The Coal Belt Electric Railway Company v. George W. Kays.
    
      Opinion filed October 24, 1905.
    
    1. Appeals and Errors—when questions are not preserved for review. The questions whether the plaintiff has failed to prove a cause of action and whether the evidence shows that the negligence causing plaintiff’s injury was that of a motorman who was a fellow-servant with plaintiff are not preserved for review, on appeal, where there was no motion made to direct a verdict for the defendant and no question raised in any manner concerning the relation between the plaintiff and the motorman.
    2. Same—when an error in modifying instruction is harmless. Error in modifying an instruction by limiting the burden of proof of a certain allegation to certain counts of the declaration, whereas it should have been required as to the entire declaration, is harmless, where another given instruction upon same subject covered all the counts of the declaration and fairly stated the same principle as was contained in the modified instruction.
    Appeal from the Appellate Court for the Fourth District ;—heard in that court on writ of error to the Circuit Court of Williamson county; the Hon. A. K. VickERS, Judge, presiding.
    William H. Warder, for appellant.
    William A. Schwartz, and Hosea V. Ferrell, for appellee.
   Mr. Chief Justice Cartwright

delivered the opinion of the court:

This suit was brought by appellee in the circuit court of Williamson county, against appellant, to recover damages for injuries sustained while in its employ. The declaration contained four counts, and in each of them it was alleged that defendant operated an electric railway; that plaintiff was employed by defendant as a car repairer; that he was ordered to stand upon a wire car-ladder extending fifteen feet above the track, for the purpose of repairing the trolley and guy-wire, and that while he was performing said work the defendant, without notice to him, jerked or pulled said ladder, causing him to fall therefrom upon the railroad track, inflicting the injuries. In addition to said averments the second and fourth counts contained the further averment that defendant negligently ordered and commanded plaintiff to leave his work as car repairer and repair the trolley and guy-wire by standing on the ladder. The evidence on the part of the plaintiff tended to prove the charge of negligence in moving the car-ladder. It was a ladder or scaffold fifteen or sixteen feet high, built of four upright pieces about four feet apart at the bottom and with a platform at the top two feet square. It stood on a common flat-car used for hand service and for carrying ties. The car was attached to a regular motor car, and the evidence for plaintiff was, that while he was on the car repairing the wire and facing northwest, the motor car was started without notice or warning, and he lost his balance and was thrown or fell off. The evidence on the part of defendant tended to prove that plaintiff was directed to ride on the ladder car from near the power house to the main line to make some repairs; that it was necessary for some one to ride on the car to raise the troh ley wire at certain points where the guy-wires were attached, to allow the ladder car to pass under; that two of the guy-wires were lifted by plaintiff as the car passed along, but he failed to lift the last one, which caught the ladder and pulled it over; that a signal was given to stop, and the-guy-wire slipped off and the ladder came back to position, but that the plaintiff fell or jumped off. The jury returned a verdict for $3000, on which judgment was entered. On appeal to the Appellate Court for the Fourth District -the judgment was affirmed.
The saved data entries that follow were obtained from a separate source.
//! End-to-end runs through scenario building, dispatch, baseline and summary.

mod common;

use std::sync::Arc;

use common::*;
use cooling_dispatch::config::StrategyKind;
use cooling_dispatch::domain::{CoolingMode, OptimizationStatus};
use cooling_dispatch::error::{DispatchError, ScenarioError};
use cooling_dispatch::repo::{JsonFileSink, MemorySink, RunSink};
use cooling_dispatch::scenario::{FeedSet, SeasonalWaterTariff, TimeOfUseTariff, UnavailableFeed};
use cooling_dispatch::{run_optimization, RunRequest};
use rstest::rstest;
use tokio_util::sync::CancellationToken;

#[test]
fn test_dry_heat_runs_on_water() {
    let cfg = config(24, 240.0, StrategyKind::Heuristic);
    let feeds = fixed_feeds(&cfg, 90.0, 20.0, &[35.0; 24]);
    let summary = run(cfg, &feeds);

    assert_eq!(summary.optimization_status, OptimizationStatus::Feasible);
    assert_eq!(summary.hours.len(), 24);
    for hour in &summary.hours {
        assert_eq!(hour.decision.mode, CoolingMode::Evaporative);
        assert!(hour.decision.water_active);
        assert_eq!(hour.decision.chiller_stages, 0);
    }
    assert!(summary.total_water_usage_gallons.unwrap() > 0.0);
    assert!(summary.cost_savings.unwrap() > 0.0);
}

#[test]
fn test_humid_heat_runs_on_chillers() {
    let cfg = config(24, 240.0, StrategyKind::Heuristic);
    let feeds = fixed_feeds(&cfg, 95.0, 80.0, &[35.0; 24]);
    let summary = run(cfg, &feeds);

    assert!(summary.optimization_status.is_success());
    for hour in &summary.hours {
        assert_eq!(hour.decision.mode, CoolingMode::Electric);
        assert!(!hour.decision.water_active);
        assert!(hour.decision.chiller_stages >= 1);
        assert_eq!(hour.water_usage_gallons, 0.0);
    }
    assert_eq!(summary.total_water_usage_gallons, Some(0.0));
}

#[test]
fn test_cool_hours_need_no_cooling() {
    let cfg = config(6, 30.0, StrategyKind::Heuristic);
    let feeds = fixed_feeds(&cfg, 70.0, 40.0, &[35.0; 6]);
    let summary = run(cfg, &feeds);

    for hour in &summary.hours {
        assert_eq!(hour.decision.mode, CoolingMode::Free);
        assert_eq!(hour.cooling_demand_mw, 0.0);
        assert_eq!(hour.chiller_electricity_mw, 0.0);
    }
}

#[test]
fn test_batch_moves_out_of_the_price_spike() {
    let cfg = config(3, 30.0, StrategyKind::Heuristic);
    let feeds = fixed_feeds(&cfg, 90.0, 20.0, &[10.0, 100.0, 10.0]);
    let summary = run(cfg, &feeds);

    assert!(summary.optimization_status.is_success());
    assert!(summary.hours[1].batch_load_mw < EPS);
    let delivered: f64 = summary.hours.iter().map(|h| h.batch_load_mw).sum();
    assert!((delivered - 30.0).abs() < 1e-4);
    assert!(summary.total_cost.unwrap() < summary.baseline_cost.unwrap());
    assert!(summary.cost_savings_percent.unwrap() > 0.0);
}

#[test]
fn test_storage_alone_beats_baseline_on_price_spike() {
    let cfg = config(3, 0.0, StrategyKind::Heuristic);
    let feeds = fixed_feeds(&cfg, 80.0, 50.0, &[10.0, 100.0, 10.0]);
    let summary = run(cfg, &feeds);

    assert!(summary.optimization_status.is_success());
    assert!(summary.hours.iter().all(|h| h.batch_load_mw < EPS));
    assert!(summary.hours[0].storage.charge_mw > 9.0);
    assert!(summary.hours[1].storage.discharge_mw > 9.0);
    assert!(summary.total_cost.unwrap() < summary.baseline_cost.unwrap());
}

#[test]
fn test_slow_storage_still_cycles() {
    let mut cfg = config(3, 0.0, StrategyKind::Heuristic);
    cfg.storage.capacity_mwh = 100.0;
    cfg.storage.max_charge_mw = 2.0;
    cfg.storage.max_discharge_mw = 2.0;
    let feeds = fixed_feeds(&cfg, 80.0, 50.0, &[10.0, 100.0, 10.0]);
    let summary = run(cfg, &feeds);

    assert!((summary.hours[0].storage.charge_mw - 2.0).abs() < 1e-6);
    assert!((summary.hours[1].storage.discharge_mw - 2.0).abs() < 1e-6);
    assert!(summary.total_cost.unwrap() < summary.baseline_cost.unwrap());
}

#[test]
fn test_uncoolable_hour_is_infeasible() {
    let mut cfg = config(4, 0.0, StrategyKind::Heuristic);
    cfg.cooling.chiller_stage_capacity_mw = vec![5.0, 5.0];
    let feeds = fixed_feeds(&cfg, 110.0, 90.0, &[35.0; 4]);
    let summary = run(cfg, &feeds);

    assert_eq!(summary.optimization_status, OptimizationStatus::Infeasible);
    assert!(summary.hours.is_empty());
    assert_eq!(summary.total_cost, None);
    assert_eq!(summary.baseline_cost, None);
    assert!(summary.message.unwrap().contains("cooling_sufficiency"));
    assert_eq!(summary.max_temperature_f, Some(110.0));
}

#[test]
fn test_small_shortfall_is_relaxed() {
    let mut cfg = config(4, 0.0, StrategyKind::Heuristic);
    cfg.site.base_load_mw = 84.0;
    let feeds = fixed_feeds(&cfg, 105.0, 90.0, &[35.0; 4]);
    let summary = run(cfg, &feeds);

    assert_eq!(summary.optimization_status, OptimizationStatus::Feasible);
    assert!(summary.relaxed);
    for hour in &summary.hours {
        assert_eq!(hour.decision.mode, CoolingMode::Electric);
        assert_eq!(hour.decision.chiller_stages, 4);
        assert!((hour.cooling_shortfall_mw - 2.0).abs() < 1e-6);
    }
}

#[test]
fn test_runs_are_reproducible() {
    let cfg = config(24, 120.0, StrategyKind::Heuristic);
    let prices: Vec<f64> = (0..24).map(|h| 20.0 + 5.0 * (h % 7) as f64).collect();
    let feeds = fixed_feeds(&cfg, 93.0, 35.0, &prices);

    let first = run(cfg.clone(), &feeds);
    let second = run(cfg, &feeds);
    assert_ne!(first.run_id, second.run_id);
    assert_eq!(first.total_cost, second.total_cost);
    for (a, b) in first.hours.iter().zip(&second.hours) {
        assert_eq!(a.decision, b.decision);
        assert_eq!(a.storage, b.storage);
        assert_eq!(a.batch_load_mw, b.batch_load_mw);
    }
}

#[test]
fn test_cancelled_run_reports_error() {
    let cfg = config(24, 240.0, StrategyKind::Heuristic);
    let feeds = fixed_feeds(&cfg, 90.0, 20.0, &[35.0; 24]);
    let cancel = CancellationToken::new();
    cancel.cancel();

    let summary = run_optimization(&RunRequest::new("cancelled", cfg), &feeds, &cancel).unwrap();
    assert_eq!(summary.optimization_status, OptimizationStatus::Error);
    assert!(summary.hours.is_empty());
    assert_eq!(summary.total_cost, None);
}

#[rstest]
#[case::split_above_one(|c: &mut cooling_dispatch::Config| c.cooling.hybrid_split = 1.5)]
#[case::overfull_storage(|c: &mut cooling_dispatch::Config| c.storage.initial_level_mwh = 50.0)]
#[case::undeliverable_work(|c: &mut cooling_dispatch::Config| c.workload.required_batch_mwh = 1_000.0)]
#[case::zero_time_limit(|c: &mut cooling_dispatch::Config| c.solver.time_limit_seconds = 0.0)]
fn test_invalid_config_is_rejected(#[case] mutate: fn(&mut cooling_dispatch::Config)) {
    let mut cfg = config(24, 240.0, StrategyKind::Heuristic);
    mutate(&mut cfg);
    let feeds = fixed_feeds(&cfg, 90.0, 20.0, &[35.0; 24]);

    let result = run_optimization(&RunRequest::new("invalid", cfg), &feeds, &CancellationToken::new());
    assert!(matches!(result, Err(DispatchError::Configuration(_))));
}

#[test]
fn test_missing_feed_uses_fallbacks() {
    let cfg = config(6, 30.0, StrategyKind::Heuristic);
    let feeds = FeedSet::new(
        Arc::new(UnavailableFeed),
        Arc::new(TimeOfUseTariff::from(&cfg.tariff)),
        Arc::new(SeasonalWaterTariff::from(&cfg.tariff)),
    );
    let summary = run(cfg, &feeds);

    assert!(summary.optimization_status.is_success());
    assert_eq!(summary.avg_temperature_f, Some(85.0));
    assert!(!summary.configuration["interpolated"]["temperature"]["defaulted"]
        .as_array()
        .unwrap()
        .is_empty());
}

#[test]
fn test_missing_feed_without_fallbacks_fails() {
    let mut cfg = config(6, 30.0, StrategyKind::Heuristic);
    cfg.fallbacks = None;
    let feeds = FeedSet::new(
        Arc::new(UnavailableFeed),
        Arc::new(TimeOfUseTariff::from(&cfg.tariff)),
        Arc::new(SeasonalWaterTariff::from(&cfg.tariff)),
    );

    let result = run_optimization(&RunRequest::new("no-weather", cfg), &feeds, &CancellationToken::new());
    assert!(matches!(
        result,
        Err(DispatchError::Scenario(ScenarioError::FeedUnavailable { feed: "weather", .. }))
    ));
}

#[test]
fn test_hourly_inputs_flow_into_results() {
    let cfg = config(4, 20.0, StrategyKind::Heuristic);
    let feeds = series_feeds(&cfg, &[80.0, 88.0, 96.0, 100.0], &[20.0, 30.0, 60.0, 70.0], &[30.0; 4]);
    let summary = run(cfg, &feeds);

    assert_eq!(summary.max_temperature_f, Some(100.0));
    assert_eq!(summary.min_temperature_f, Some(80.0));
    assert_eq!(summary.hours[0].decision.mode, CoolingMode::Free);
    assert_eq!(summary.hours[3].decision.mode, CoolingMode::Electric);
}

#[tokio::test]
async fn test_sinks_never_overwrite() {
    let cfg = config(6, 30.0, StrategyKind::Heuristic);
    let feeds = fixed_feeds(&cfg, 92.0, 25.0, &[35.0; 6]);
    let summary = run(cfg, &feeds);

    let dir = tempfile::tempdir().unwrap();
    let json = JsonFileSink::new(dir.path());
    json.persist(&summary).await.unwrap();
    assert!(json.persist(&summary).await.is_err());

    let memory = MemorySink::new();
    memory.persist(&summary).await.unwrap();
    assert!(memory.persist(&summary).await.is_err());
    assert_eq!(memory.get(summary.run_id).unwrap().hourly, summary.hourly_records());
}

#[cfg(feature = "optimization")]
mod milp {
    use super::*;

    #[test]
    fn test_milp_dry_heat_prefers_water() {
        let mut cfg = config(6, 60.0, StrategyKind::Milp);
        cfg.storage.capacity_mwh = 0.0;
        let feeds = fixed_feeds(&cfg, 90.0, 20.0, &[35.0; 6]);
        let summary = run(cfg, &feeds);

        assert!(summary.optimization_status.is_success());
        assert_eq!(summary.solver_strategy, "milp");
        assert!(summary.hours.iter().all(|h| h.decision.water_active));
    }

    #[test]
    fn test_milp_beats_baseline_on_price_spike() {
        let cfg = config(3, 30.0, StrategyKind::Milp);
        let feeds = fixed_feeds(&cfg, 90.0, 20.0, &[10.0, 100.0, 10.0]);
        let summary = run(cfg, &feeds);

        assert!(summary.optimization_status.is_success());
        assert!(summary.total_cost.unwrap() < summary.baseline_cost.unwrap());
    }

    #[test]
    fn test_milp_builtin_day_solves_to_optimality() {
        let cfg = config(24, 240.0, StrategyKind::Milp);
        let time_limit = cfg.solver.time_limit_seconds;
        let feeds = FeedSet::builtin(&cfg);
        let summary = run(cfg, &feeds);

        assert_eq!(summary.optimization_status, OptimizationStatus::Optimal);
        assert_eq!(summary.solver_strategy, "milp");
        assert!(summary.solver_time_seconds < time_limit / 2.0);
        let delivered: f64 = summary.hours.iter().map(|h| h.batch_load_mw).sum();
        assert!(delivered >= 240.0 - 1e-4);
        assert!(summary.total_cost.unwrap() <= summary.baseline_cost.unwrap() + 1e-6);
    }

    #[test]
    fn test_milp_runs_are_reproducible() {
        let cfg = config(24, 240.0, StrategyKind::Milp);
        let feeds = FeedSet::builtin(&cfg);

        let first = run(cfg.clone(), &feeds);
        let second = run(cfg, &feeds);
        assert_eq!(first.optimization_status, OptimizationStatus::Optimal);
        assert_eq!(first.total_cost, second.total_cost);
        for (a, b) in first.hours.iter().zip(&second.hours) {
            assert_eq!(a.decision, b.decision);
            assert_eq!(a.storage, b.storage);
            assert_eq!(a.batch_load_mw, b.batch_load_mw);
        }
    }

    #[test]
    fn test_milp_storage_alone_beats_baseline() {
        let cfg = config(3, 0.0, StrategyKind::Milp);
        let feeds = fixed_feeds(&cfg, 80.0, 50.0, &[10.0, 100.0, 10.0]);
        let summary = run(cfg, &feeds);

        assert_eq!(summary.optimization_status, OptimizationStatus::Optimal);
        assert!(summary.hours.iter().all(|h| h.batch_load_mw < EPS));
        assert!(summary.hours[1].storage.discharge_mw > 9.0);
        assert!(summary.total_cost.unwrap() < summary.baseline_cost.unwrap());
    }

    #[test]
    fn test_milp_reports_infeasible() {
        let mut cfg = config(3, 0.0, StrategyKind::Milp);
        cfg.cooling.chiller_stage_capacity_mw = vec![5.0, 5.0];
        let feeds = fixed_feeds(&cfg, 110.0, 90.0, &[35.0; 3]);
        let summary = run(cfg, &feeds);

        assert_eq!(summary.optimization_status, OptimizationStatus::Infeasible);
        assert!(summary.hours.is_empty());
    }
}
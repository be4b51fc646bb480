//! Persistence of run results.
//!
//! Results are append-only per run id: a sink never overwrites an existing run,
//! and hourly rows are written only for runs that produced a plan.

use anyhow::Result;
use async_trait::async_trait;
use parking_lot::Mutex;
use std::collections::HashMap;
use uuid::Uuid;

use crate::domain::{HourlyRecord, RunSummary, SummaryRecord};

pub mod json;

pub use json::JsonFileSink;

#[async_trait]
pub trait RunSink: Send + Sync {
    async fn persist(&self, summary: &RunSummary) -> Result<()>;
}

#[derive(Debug, Clone)]
pub struct StoredRun {
    pub summary: SummaryRecord,
    pub hourly: Vec<HourlyRecord>,
}

/// In-memory sink for tests and dashboards.
#[derive(Debug, Default)]
pub struct MemorySink {
    runs: Mutex<HashMap<Uuid, StoredRun>>,
}

impl MemorySink {
    pub fn new() -> Self {
        Self::default()
    }

    pub fn get(&self, run_id: Uuid) -> Option<StoredRun> {
        self.runs.lock().get(&run_id).cloned()
    }

    pub fn len(&self) -> usize {
        self.runs.lock().len()
    }

    pub fn is_empty(&self) -> bool {
        self.runs.lock().is_empty()
    }
}

#[async_trait]
impl RunSink for MemorySink {
    async fn persist(&self, summary: &RunSummary) -> Result<()> {
        let mut runs = self.runs.lock();
        if runs.contains_key(&summary.run_id) {
            anyhow::bail!("run {} already persisted", summary.run_id);
        }
        let hourly = if summary.optimization_status.is_success() {
            summary.hourly_records()
        } else {
            Vec::new()
        };
        runs.insert(summary.run_id, StoredRun { summary: summary.summary_record(), hourly });
        Ok(())
    }
}
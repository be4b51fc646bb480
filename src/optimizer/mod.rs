pub mod constraints;
pub mod dispatcher;
pub mod dp;
pub mod extract;
pub mod greedy;
pub mod strategies;
pub mod types;

pub use constraints::*;
pub use dispatcher::*;
pub use dp::*;
pub use extract::*;
pub use greedy::*;
pub use strategies::*;
pub use types::*;
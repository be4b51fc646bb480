//! Turns a strategy's raw plan into normalized hourly results.
//!
//! Solver output is noisy: values within epsilon of zero are snapped to zero,
//! simultaneous charge and discharge are netted, and chiller stages are
//! recomputed as the smallest integer count that covers the chiller load.

use crate::cost::{evaluate_hour, zero_below, HourUsage};
use crate::domain::{CoolingMode, CoolingModeDecision, HourlyResult, StorageState};
use crate::error::OptimizationError;

use super::{DispatchPlan, DispatchProblem};

pub fn extract_hours(problem: &DispatchProblem, plan: &DispatchPlan) -> Result<Vec<HourlyResult>, OptimizationError> {
    if plan.hours.len() != problem.hours() {
        return Err(OptimizationError::Solver(format!(
            "plan covers {} hours, horizon has {}",
            plan.hours.len(),
            problem.hours()
        )));
    }

    let limits = &problem.limits;
    let eps = limits.epsilon;
    let dt = limits.step_hours;
    let mut level = limits.initial_level_mwh;
    let mut results = Vec::with_capacity(problem.hours());

    for (h, (input, raw)) in problem.hours.iter().zip(&plan.hours).enumerate() {
        let slot = &input.slot;
        let batch_load_mw = zero_below(raw.batch_load_mw, eps).clamp(0.0, limits.max_shiftable_mw);
        let total_load_mw = slot.base_load_mw + batch_load_mw;
        let cooling_demand_mw = problem.model.cooling_requirement(slot.temperature_f, total_load_mw);

        let (decision, delivered) = if cooling_demand_mw <= eps {
            (CoolingModeDecision::free(), 0.0)
        } else {
            if raw.mode == CoolingMode::Free {
                return Err(OptimizationError::Infeasible {
                    hour: Some(h),
                    constraint: "cooling_sufficiency",
                });
            }
            let delivered = zero_below(raw.cooling_delivered_mw, eps).clamp(0.0, cooling_demand_mw);
            let chiller_mw = problem.model.chiller_share(raw.mode, delivered);
            let stages = problem.model.stages_for(chiller_mw, eps).ok_or_else(|| {
                OptimizationError::Solver(format!(
                    "hour {h}: {chiller_mw:.3} MW of chiller load exceeds installed stages"
                ))
            })?;
            (CoolingModeDecision::new(raw.mode, stages), delivered)
        };
        let cooling_shortfall_mw = zero_below(cooling_demand_mw - delivered, eps).max(0.0);

        let net_mw = zero_below(raw.charge_mw - raw.discharge_mw, eps);
        let charge_mw = net_mw.max(0.0);
        let discharge_mw = (-net_mw).max(0.0);
        level = zero_below(level + net_mw * dt, eps).clamp(0.0, limits.storage_capacity_mwh);

        let efficiency = input.modes.get(decision.mode);
        let cost = evaluate_hour(
            slot,
            &efficiency,
            HourUsage { total_load_mw, cooling_delivered_mw: delivered, charge_mw, discharge_mw },
            dt,
            eps,
        );

        results.push(HourlyResult {
            slot: slot.clone(),
            decision,
            storage: StorageState { level_mwh: level, charge_mw, discharge_mw },
            batch_load_mw,
            total_load_mw,
            cooling_demand_mw,
            cooling_shortfall_mw,
            chiller_electricity_mw: cost.chiller_electricity_mw,
            grid_draw_mw: cost.grid_draw_mw,
            electricity_cost: cost.electricity_cost,
            water_cost: cost.water_cost,
            water_usage_gallons: cost.water_usage_gallons,
            hourly_cost: cost.total(),
        });
    }
    Ok(results)
}

#[cfg(test)]
mod tests {
    use super::*;
    use crate::config::Config;
    use crate::domain::OptimizationStatus;
    use crate::optimizer::{DispatchLimits, HourPlan};
    use crate::physics::CoolingModel;
    use crate::test_support::slots;

    fn problem(cfg: &Config, temps: &[f64], humidity: f64) -> DispatchProblem {
        let prices = vec![50.0; temps.len()];
        DispatchProblem::new(
            &slots(temps, humidity, &prices, 80.0),
            CoolingModel::new(cfg.cooling.clone()),
            DispatchLimits::from_config(cfg),
        )
    }

    fn plan(hours: Vec<HourPlan>) -> DispatchPlan {
        DispatchPlan { hours, status: OptimizationStatus::Optimal }
    }

    fn hour(mode: CoolingMode, batch: f64, cooling: f64, charge: f64, discharge: f64) -> HourPlan {
        HourPlan {
            batch_load_mw: batch,
            mode,
            cooling_delivered_mw: cooling,
            shortfall_mw: 0.0,
            charge_mw: charge,
            discharge_mw: discharge,
        }
    }

    #[test]
    fn test_stage_count_is_integer_cover() {
        let cfg = Config::default();
        // 95F: 0.4 * 90 = 36 MW of cooling, all on chillers -> 4 stages of 10 MW.
        let results = extract_hours(
            &problem(&cfg, &[95.0], 80.0),
            &plan(vec![hour(CoolingMode::Electric, 10.0, 36.0, 0.0, 0.0)]),
        )
        .unwrap();
        let r = &results[0];
        assert_eq!(r.decision.chiller_stages, 4);
        assert!(!r.decision.water_active);
        assert_eq!(r.total_load_mw, 90.0);
        assert!((r.chiller_electricity_mw - 9.0).abs() < 1e-9);
        assert!((r.electricity_cost - 50.0 * 99.0).abs() < 1e-6);
        assert_eq!(r.hourly_cost, r.electricity_cost + r.water_cost);
    }

    #[test]
    fn test_noise_is_snapped_and_flows_netted() {
        let cfg = Config::default();
        let results = extract_hours(
            &problem(&cfg, &[80.0, 80.0], 20.0),
            &plan(vec![
                hour(CoolingMode::Electric, 1e-9, 1e-9, 6.0, 1.0),
                hour(CoolingMode::Free, 0.0, 0.0, 0.0, 5.0),
            ]),
        )
        .unwrap();
        assert_eq!(results[0].batch_load_mw, 0.0);
        assert_eq!(results[0].decision, CoolingModeDecision::free());
        assert!((results[0].storage.charge_mw - 5.0).abs() < 1e-9);
        assert_eq!(results[0].storage.discharge_mw, 0.0);
        assert!((results[0].storage.level_mwh - 5.0).abs() < 1e-9);
        assert_eq!(results[1].storage.level_mwh, 0.0);
    }

    #[test]
    fn test_hybrid_stages_cover_chiller_share() {
        let cfg = Config::default();
        // 0.4 * 80 = 32 MW; hybrid puts half on the chillers -> 2 stages.
        let results = extract_hours(
            &problem(&cfg, &[95.0], 20.0),
            &plan(vec![hour(CoolingMode::Hybrid, 0.0, 32.0, 0.0, 0.0)]),
        )
        .unwrap();
        assert_eq!(results[0].decision.chiller_stages, 2);
        assert!(results[0].decision.water_active);
        assert!(results[0].water_usage_gallons > 0.0);
    }

    #[test]
    fn test_shortfall_is_reported() {
        let cfg = Config::default();
        let results = extract_hours(
            &problem(&cfg, &[95.0], 80.0),
            &plan(vec![hour(CoolingMode::Electric, 0.0, 30.0, 0.0, 0.0)]),
        )
        .unwrap();
        assert!((results[0].cooling_shortfall_mw - 2.0).abs() < 1e-9);
        assert_eq!(results[0].decision.chiller_stages, 3);
    }

    #[test]
    fn test_length_mismatch_is_an_error() {
        let cfg = Config::default();
        let err = extract_hours(&problem(&cfg, &[95.0, 95.0], 80.0), &plan(vec![])).unwrap_err();
        assert!(matches!(err, OptimizationError::Solver(_)));
    }
}
//! Run Summarizer
//!
//! The only place ratios and deltas are derived from hourly results, so
//! divide-by-zero handling lives here and nowhere else.

use chrono::{DateTime, Utc};
use serde_json::json;
use uuid::Uuid;

use crate::baseline::BaselineResult;
use crate::config::Config;
use crate::domain::{HourSlot, HourlyResult, OptimizationStatus, RunSummary};
use crate::error::OptimizationError;
use crate::scenario::Scenario;

/// Solver-side facts recorded with every run.
#[derive(Debug, Clone)]
pub struct SolveDiagnostics {
    pub strategy: String,
    pub solver_time_seconds: f64,
    pub relaxed: bool,
}

pub struct RunSummarizer<'a> {
    config: &'a Config,
    run_id: Uuid,
    run_timestamp: DateTime<Utc>,
    run_name: String,
}

impl<'a> RunSummarizer<'a> {
    pub fn new(config: &'a Config, run_id: Uuid, run_timestamp: DateTime<Utc>, run_name: impl Into<String>) -> Self {
        Self { config, run_id, run_timestamp, run_name: run_name.into() }
    }

    fn configuration(&self, scenario: &Scenario) -> serde_json::Value {
        json!({
            "config": serde_json::to_value(self.config).unwrap_or_default(),
            "interpolated": serde_json::to_value(&scenario.interpolated).unwrap_or_default(),
        })
    }

    fn empty(&self, scenario: &Scenario, diagnostics: SolveDiagnostics, status: OptimizationStatus) -> RunSummary {
        let (max_t, min_t, avg_t) = temperature_stats(&scenario.slots);
        RunSummary {
            run_id: self.run_id,
            run_timestamp: self.run_timestamp,
            run_name: self.run_name.clone(),
            configuration: self.configuration(scenario),
            hours: Vec::new(),
            total_cost: None,
            electricity_cost: None,
            water_cost: None,
            baseline_cost: None,
            cost_savings: None,
            cost_savings_percent: None,
            total_water_usage_gallons: None,
            baseline_water_usage_gallons: None,
            baseline_electricity_cost: None,
            water_saved_gallons: None,
            carbon_avoided_tons: None,
            peak_demand_mw: None,
            average_load_mw: None,
            max_temperature_f: max_t,
            min_temperature_f: min_t,
            avg_temperature_f: avg_t,
            solver_strategy: diagnostics.strategy,
            solver_time_seconds: diagnostics.solver_time_seconds,
            relaxed: diagnostics.relaxed,
            optimization_status: status,
            message: None,
        }
    }

    pub fn finalize(
        &self,
        scenario: &Scenario,
        hours: Vec<HourlyResult>,
        baseline: &BaselineResult,
        diagnostics: SolveDiagnostics,
        status: OptimizationStatus,
    ) -> RunSummary {
        let dt = self.config.horizon.step_hours;
        let total_cost: f64 = hours.iter().map(|h| h.hourly_cost).sum();
        let electricity_cost: f64 = hours.iter().map(|h| h.electricity_cost).sum();
        let water_cost: f64 = hours.iter().map(|h| h.water_cost).sum();
        let water_usage: f64 = hours.iter().map(|h| h.water_usage_gallons).sum();
        let grid_energy_mwh: f64 = hours.iter().map(|h| h.grid_draw_mw * dt).sum();

        let cost_savings = baseline.total_cost - total_cost;
        let cost_savings_percent = savings_percent(cost_savings, baseline.total_cost);
        let carbon_avoided_tons = (baseline.grid_energy_mwh - grid_energy_mwh)
            * self.config.environment.grid_emission_tons_per_mwh;

        let peak_demand_mw = hours.iter().map(|h| h.grid_draw_mw).reduce(f64::max);
        let average_load_mw = mean(hours.iter().map(|h| h.total_load_mw));

        let mut summary = self.empty(scenario, diagnostics, status);
        summary.total_cost = Some(total_cost);
        summary.electricity_cost = Some(electricity_cost);
        summary.water_cost = Some(water_cost);
        summary.baseline_cost = Some(baseline.total_cost);
        summary.cost_savings = Some(cost_savings);
        summary.cost_savings_percent = Some(cost_savings_percent);
        summary.total_water_usage_gallons = Some(water_usage);
        summary.baseline_water_usage_gallons = Some(baseline.water_usage_gallons);
        summary.baseline_electricity_cost = Some(baseline.electricity_cost);
        summary.water_saved_gallons = Some(baseline.water_usage_gallons - water_usage);
        summary.carbon_avoided_tons = Some(carbon_avoided_tons);
        summary.peak_demand_mw = peak_demand_mw;
        summary.average_load_mw = average_load_mw;
        summary.hours = hours;
        summary
    }

    /// Summary for a run whose optimization failed: no hourly results and no costs.
    pub fn failed(&self, scenario: &Scenario, error: &OptimizationError, diagnostics: SolveDiagnostics) -> RunSummary {
        let mut summary = self.empty(scenario, diagnostics, error.status());
        summary.message = Some(error.to_string());
        summary
    }
}

/// Savings as a percentage of the baseline; zero when the baseline costs nothing.
pub fn savings_percent(cost_savings: f64, baseline_cost: f64) -> f64 {
    if baseline_cost == 0.0 {
        0.0
    } else {
        cost_savings / baseline_cost * 100.0
    }
}

fn mean(values: impl Iterator<Item = f64>) -> Option<f64> {
    let (sum, n) = values.fold((0.0, 0usize), |(s, n), v| (s + v, n + 1));
    (n > 0).then(|| sum / n as f64)
}

fn temperature_stats(slots: &[HourSlot]) -> (Option<f64>, Option<f64>, Option<f64>) {
    let temps = || slots.iter().map(|s| s.temperature_f);
    (temps().reduce(f64::max), temps().reduce(f64::min), mean(temps()))
}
It is first contended that the plaintiff failed to make out a cause of action; that if the evidence introduced by him be regarded as true, the accident was caused solely by the action of the motorman, without any order or command from any other person, and that it appears conclusively from the evidence that the plaintiff and motorman were fellow-servants. This question is not preserved in the record as a question of law which may be reviewed in this court. The trial court was not asked to direct a verdict of not guilty, nor was any question concerning the relation between the plaintiff and motorman raised in any manner.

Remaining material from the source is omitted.